Garcia appeared game but too inexperienced for Davis, who sent him to the mat twice. 

“It was no shots that caught me today and I felt like I was in trouble,” Davis said in the post-fight press conference. “I just stayed calm. I felt like he was more anxious than me. 

“When you have somebody like that you want to stay calm at all costs because you don’t want to make a bad decision.”

Vicious knockdown in the second round

Garcia (23-1, 19 KOs) definitely paid for his poor decisions. Both fighters appeared to feel each other out in the first round. The pace picked up in the second round with the 5-foot-8 Garcia mounting pressure against the 5-foot-5 ½ Davis.

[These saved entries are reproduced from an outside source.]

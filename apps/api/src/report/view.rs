//! Flat, render-ready projection of a stored evaluation.

use serde::Serialize;

use crate::evaluation::aggregate::{DispositionSummary, ScoreSummary};
use crate::evaluation::lifecycle::assess;
use crate::evaluation::models::EvaluationRecord;
use crate::rubric::CompetencyLevel;

#[derive(Debug, Clone, Serialize)]
pub struct ItemRow {
    pub code: &'static str,
    pub title: &'static str,
    pub area: &'static str,
    /// `"Not Scored"` when the item has no score.
    pub score_label: String,
    pub level_description: Option<&'static str>,
    pub justification: Option<String>,
}

#[derive(Debug, Clone, Serialize)]
pub struct DispositionRow {
    pub name: &'static str,
    pub level_label: String,
    pub comment: Option<String>,
}

#[derive(Debug, Clone, Serialize)]
pub struct EvaluationView {
    pub id: String,
    pub rubric_title: &'static str,
    pub student_name: String,
    pub evaluator_name: String,
    pub school_name: Option<String>,
    pub subject_area: Option<String>,
    pub grade_level: Option<String>,
    pub observation_date: Option<String>,
    pub status_label: &'static str,
    pub created_at: String,
    pub completed_at: Option<String>,
    pub items: Vec<ItemRow>,
    pub summary: ScoreSummary,
    pub max_total: u32,
    pub dispositions: Vec<DispositionRow>,
    pub disposition_summary: Option<DispositionSummary>,
    pub issues: Vec<String>,
    pub ai_summary: Option<String>,
}

fn non_blank(value: Option<&String>) -> Option<String> {
    value
        .map(|s| s.trim())
        .filter(|s| !s.is_empty())
        .map(str::to_string)
}

impl EvaluationView {
    /// Rows follow catalog order; every item and disposition in the set gets a row.
    pub fn from_record(record: &EvaluationRecord) -> Self {
        let form = &record.form;
        let set = form.rubric_type.rubric_set();
        let assessment = assess(form);

        let items = set
            .items
            .iter()
            .map(|item| {
                let score = form.scores.get(item.id).copied();
                ItemRow {
                    code: item.code,
                    title: item.title,
                    area: item.area,
                    score_label: score.map_or_else(|| "Not Scored".to_string(), |s| s.label()),
                    level_description: score
                        .and_then(|s| s.level())
                        .map(|level| item.level_description(level)),
                    justification: non_blank(form.justifications.get(item.id)),
                }
            })
            .collect();

        let dispositions = set
            .dispositions
            .iter()
            .map(|d| DispositionRow {
                name: d.name,
                level_label: form
                    .disposition_scores
                    .get(d.id)
                    .map_or_else(
                        || "Not Scored".to_string(),
                        |l| format!("{} - {}", l.value(), l.label()),
                    ),
                comment: non_blank(form.disposition_comments.get(d.id)),
            })
            .collect();

        EvaluationView {
            id: record.id.clone(),
            rubric_title: set.title,
            student_name: form.student_name.clone(),
            evaluator_name: form.evaluator_name.clone(),
            school_name: non_blank(form.school_name.as_ref()),
            subject_area: non_blank(form.subject_area.as_ref()),
            grade_level: non_blank(form.grade_level.as_ref()),
            observation_date: form.observation_date.map(|d| d.format("%B %-d, %Y").to_string()),
            status_label: record.status.label(),
            created_at: record.created_at.format("%Y-%m-%d %H:%M UTC").to_string(),
            completed_at: record
                .completed_at
                .map(|t| t.format("%Y-%m-%d %H:%M UTC").to_string()),
            items,
            summary: assessment.summary,
            max_total: set.items.len() as u32 * u32::from(CompetencyLevel::MAX),
            dispositions,
            disposition_summary: assessment.dispositions,
            issues: assessment.issues.iter().map(ToString::to_string).collect(),
            ai_summary: non_blank(form.ai_summary.as_ref()),
        }
    }
}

Unfortunately for Garcia, he paid for his impetuous approach.

Gervonta Davis
Gervonta Davis looks over Ryan Garcia after knocking him down at T-Mobile Arena. Photo by Esther Lin/Showtime.

Davis ducked under Garcia’s left hook and then crushed him with a menacing left hook. The blow sent Garcia to the mat, accounting for only the second time Garcia had been knocked down over 24 professional fights. 

Garcia was never the same. Five rounds later, Davis ended the fight. It appeared as though Garcia would get back up to continue the fight in the seventh, but he didn’t.

“He has great power,” Garcia said. “You just have to be careful with Gervonta and play it smart. I didn’t play it smart. I started getting bored in there and I just started trying to press and I ended up getting knocked out. That was my mistake.”